39 states investigate juuls marketing of vaping products

39 states investigate Juul’s marketing of vaping products

This article is more than 3 years old.

Investigators from 39 states announced on Tuesday that they were investigating Juul Labs, a San Francisco-based vaping product manufacturer. The investigation will focus on whether the company targeted youths with its marketing efforts and made misleading claims about the nicotine content in its vaping devices. Connecticut, Florida, Nevada, Oregon, and Texas attorneys general will lead this multistate investigation.
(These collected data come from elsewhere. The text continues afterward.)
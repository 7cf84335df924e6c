//! Display theme preference.
//!
//! Stored as the bare string `light` or `dark` under its own key; absent or
//! unrecognized values read as `light`.

use crate::storage::{KeyValueStorage, StorageResult};
use log::{info, warn};

/// Name of the display attribute the theme is applied through.
pub const THEME_ATTRIBUTE: &str = "data-theme";

#[derive(Debug, Clone, Copy, PartialEq, Eq, Default)]
pub enum Theme {
    #[default]
    Light,
    Dark,
}

impl Theme {
    pub fn as_str(self) -> &'static str {
        match self {
            Self::Light => "light",
            Self::Dark => "dark",
        }
    }

    /// Parses a persisted value; only exact `light`/`dark` are recognized.
    pub fn parse(value: &str) -> Option<Self> {
        match value {
            "light" => Some(Self::Light),
            "dark" => Some(Self::Dark),
            _ => None,
        }
    }

    pub fn toggle(self) -> Self {
        match self {
            Self::Light => Self::Dark,
            Self::Dark => Self::Light,
        }
    }

    /// Attribute name/value pair applied to the presentation root.
    pub fn display_attribute(self) -> (&'static str, &'static str) {
        (THEME_ATTRIBUTE, self.as_str())
    }
}

/// Reads the theme preference; read failures fall back to the default.
pub fn load_theme<S: KeyValueStorage + ?Sized>(storage: &S, key: &str) -> Theme {
    match storage.get_item(key) {
        Ok(Some(value)) => Theme::parse(&value).unwrap_or_else(|| {
            warn!("event=theme_load module=store status=unknown_value fallback=light");
            Theme::default()
        }),
        Ok(None) => Theme::default(),
        Err(err) => {
            warn!("event=theme_load module=store status=error fallback=light error={err}");
            Theme::default()
        }
    }
}

/// Persists the theme preference.
pub fn save_theme<S: KeyValueStorage + ?Sized>(
    storage: &mut S,
    key: &str,
    theme: Theme,
) -> StorageResult<()> {
    storage.set_item(key, theme.as_str())?;
    info!(
        "event=theme_save module=store status=ok theme={}",
        theme.as_str()
    );
    Ok(())
}
//! Time source used for note timestamps and toast deadlines.

use chrono::{DateTime, Utc};

/// Injectable wall clock.
pub trait Clock {
    fn now(&self) -> DateTime<Utc>;
}

/// Clock backed by the system time.
#[derive(Debug, Clone, Copy, Default)]
pub struct SystemClock;

impl Clock for SystemClock {
    fn now(&self) -> DateTime<Utc> {
        Utc::now()
    }
}

impl<C: Clock + ?Sized> Clock for &C {
    fn now(&self) -> DateTime<Utc> {
        (**self).now()
    }
}
//! Gesture handling between the notes store and the presentation surface.
//!
//! # Responsibility
//! - Map user gestures (create, select, save, delete, search, theme) to store
//!   operations and editor state transitions.
//! - Expose the current presentation model for the surface to draw.
//!
//! # Invariants
//! - Search never mutates the store.
//! - Delete only runs after the injected confirmation returns `true`.
//! - Toasts and background registration never affect note data.

use super::capability::{BackgroundRegistration, DeleteConfirmation, ImageUpload};
use super::editor::{EditorDraft, EditorState};
use super::render::{render_editor, render_list, ListMode, NoteListView, Presentation};
use super::toast::Toast;
use crate::clock::{Clock, SystemClock};
use crate::model::note::NoteId;
use crate::storage::{KeyValueStorage, StorageKeys, StorageResult};
use crate::store::notes_store::NotesStore;
use crate::store::theme::{load_theme, save_theme, Theme};
use crate::store::StoreResult;
use crate::text::word_count;
use log::{info, warn};

pub const SAVED_MESSAGE: &str = "Note saved";
pub const DELETED_MESSAGE: &str = "Note deleted";
pub const IMAGE_ADDED_MESSAGE: &str = "Image added";
pub const IMAGE_REJECTED_MESSAGE: &str = "Please select an image file";

/// Session-scoped view coordinator owning the notes store.
pub struct NotesCoordinator<S: KeyValueStorage, C: Clock = SystemClock> {
    store: NotesStore<S, C>,
    keys: StorageKeys,
    editor: EditorState,
    draft: EditorDraft,
    search_query: String,
    theme: Theme,
    toast: Option<Toast>,
    registration_attempted: bool,
}

impl<S: KeyValueStorage, C: Clock> NotesCoordinator<S, C> {
    /// Wraps a loaded store using the default storage keys.
    pub fn new(store: NotesStore<S, C>) -> Self {
        Self::with_keys(store, StorageKeys::default())
    }

    /// Wraps a loaded store; the theme preference is read from `keys.theme`.
    pub fn with_keys(store: NotesStore<S, C>, keys: StorageKeys) -> Self {
        let theme = load_theme(store.storage(), &keys.theme);
        Self {
            store,
            keys,
            editor: EditorState::Closed,
            draft: EditorDraft::default(),
            search_query: String::new(),
            theme,
            toast: None,
            registration_attempted: false,
        }
    }

    /// Runs the one-time background registration.
    ///
    /// Returns `false` when registration was already attempted. Failures are
    /// logged and otherwise ignored.
    pub fn start(&mut self, registration: &mut impl BackgroundRegistration) -> bool {
        if self.registration_attempted {
            return false;
        }
        self.registration_attempted = true;

        match registration.register() {
            Ok(()) => info!("event=background_register module=view status=ok"),
            Err(err) => warn!("event=background_register module=view status=error error={err}"),
        }
        true
    }

    pub fn store(&self) -> &NotesStore<S, C> {
        &self.store
    }

    pub fn into_store(self) -> NotesStore<S, C> {
        self.store
    }

    pub fn editor_state(&self) -> &EditorState {
        &self.editor
    }

    pub fn draft(&self) -> &EditorDraft {
        &self.draft
    }

    pub fn search_query(&self) -> &str {
        &self.search_query
    }

    pub fn theme(&self) -> Theme {
        self.theme
    }

    /// Toast still visible at the current clock time.
    pub fn active_toast(&self) -> Option<&Toast> {
        let now = self.store.clock().now();
        self.toast.as_ref().filter(|toast| toast.is_visible_at(now))
    }

    /// Creates a note and opens it for editing.
    ///
    /// Clears any active search so the new note is listed.
    pub fn create_note(&mut self) -> StoreResult<NoteId> {
        let id = self.store.create()?;
        self.search_query.clear();
        self.select_note(&id);
        Ok(id)
    }

    /// Opens `id` in the editor; unknown ids leave the state unchanged.
    pub fn select_note(&mut self, id: &NoteId) -> bool {
        let Some(note) = self.store.find(id) else {
            return false;
        };
        self.draft = EditorDraft::from_note(note);
        self.editor = EditorState::Open(note.id.clone());
        true
    }

    pub fn set_draft_title(&mut self, title: impl Into<String>) {
        self.draft.title = title.into();
    }

    pub fn set_draft_content(&mut self, content: impl Into<String>) {
        self.draft.content = content.into();
    }

    /// Live word count of the draft content.
    pub fn word_count(&self) -> usize {
        word_count(&self.draft.content)
    }

    /// Saves the draft into the open note.
    ///
    /// Returns `Ok(false)` when the editor is closed or the note is gone.
    pub fn save(&mut self) -> StoreResult<bool> {
        let EditorState::Open(id) = &self.editor else {
            return Ok(false);
        };

        let saved = self
            .store
            .update(id, self.draft.title.clone(), self.draft.content.clone())?;
        if saved {
            self.show_toast(SAVED_MESSAGE);
        }
        Ok(saved)
    }

    /// Deletes the open note after explicit confirmation.
    ///
    /// Declining, a closed editor or a missing note all return `Ok(false)`
    /// without side effects. On success the editor closes.
    pub fn delete(&mut self, confirmation: &mut impl DeleteConfirmation) -> StoreResult<bool> {
        let Some(note) = self.editor.open_id().and_then(|id| self.store.find(id)) else {
            return Ok(false);
        };

        if !confirmation.confirm_delete(note) {
            info!(
                "event=note_delete module=view status=declined note_id={}",
                note.id
            );
            return Ok(false);
        }

        let id = note.id.clone();
        let removed = self.store.delete(&id)?;
        if removed {
            self.show_toast(DELETED_MESSAGE);
            self.close_editor();
        }
        Ok(removed)
    }

    /// Updates the search filter and returns the filtered list.
    pub fn search(&mut self, query: impl Into<String>) -> NoteListView {
        self.search_query = query.into();
        self.list_view()
    }

    pub fn close_editor(&mut self) {
        self.editor = EditorState::Closed;
        self.draft = EditorDraft::default();
    }

    pub fn set_theme(&mut self, theme: Theme) -> StorageResult<()> {
        self.theme = theme;
        save_theme(self.store.storage_mut(), &self.keys.theme, theme)
    }

    pub fn toggle_theme(&mut self) -> StorageResult<Theme> {
        let next = self.theme.toggle();
        self.set_theme(next)?;
        Ok(next)
    }

    /// Validates a picked file before the surface embeds it.
    ///
    /// Non-image files are rejected with a toast and returned as `None`.
    pub fn attach_image(&mut self, upload: ImageUpload) -> Option<ImageUpload> {
        if !upload.is_image() {
            info!(
                "event=image_attach module=view status=rejected media_type={}",
                upload.media_type
            );
            self.show_toast(IMAGE_REJECTED_MESSAGE);
            return None;
        }

        info!(
            "event=image_attach module=view status=ok bytes={}",
            upload.bytes.len()
        );
        self.show_toast(IMAGE_ADDED_MESSAGE);
        Some(upload)
    }

    /// Note list for the current filter and selection.
    pub fn list_view(&self) -> NoteListView {
        let selected = self.editor.open_id();
        if self.search_query.is_empty() {
            render_list(self.store.notes(), selected, ListMode::All)
        } else {
            render_list(
                self.store.search(&self.search_query),
                selected,
                ListMode::Search,
            )
        }
    }

    pub fn presentation(&self) -> Presentation {
        let editor = self
            .editor
            .open_id()
            .and_then(|id| self.store.find(id))
            .map(|note| render_editor(note, Some(&self.draft)));
        Presentation {
            list: self.list_view(),
            editor,
        }
    }

    fn show_toast(&mut self, message: &str) {
        self.toast = Some(Toast::new(message, self.store.clock().now()));
    }
}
The scrutiny of Juul comes amid lawsuits filed by teenagers and others who claim they became addicted to the company's vaping products. Moreover, the investigation will examine Juul's claims regarding the safety, effectiveness, and risk of vaping products for smoking cessation.

Juul's claims regarding the safety

According to government officials and other stakeholders, Juul Labs has halted television, print, and digital advertising as a result of government concerns and removed the majority of flavours from its products. Attorneys general, regulators, public health officials, and other stakeholders will be part of the company's efforts to address concerns about underage vaping.

The investigation is part of a broader effort to protect public health and address the increasing prevalence of underage vaping, which some state officials consider a public health epidemic. In order to safeguard public health, the attorneys general involved in the investigation have stated that they will follow the facts and take appropriate action.

As a result of company records that allegedly showed Juul Labs purchased advertisements on websites targeted at teenagers and children, such as,, and, Massachusetts Attorney General Maura Healey filed a lawsuit against Juul Labs. A lawsuit filed this month accuses Juul of targeting minors.

California, for example, sued Juul Labs in November, alleging the company deliberately marketed and sold its flavoured nicotine products to teenagers. This lawsuit isn't an isolated case; other states have taken legal action against Juul as well. In addition to using bright colors and young models in its advertisements to attract underage users, Juul did not adequately verify the ages and identities of its customers online.

These legel actions reflect growing concerns over the impact of vaping on youth and the potential role of aggressive marketing by companies such as Juul in fueling the youth vaping epidemic. Aiming to address the issue of underage vaping, state authorities seek accountability from the company to protect public health.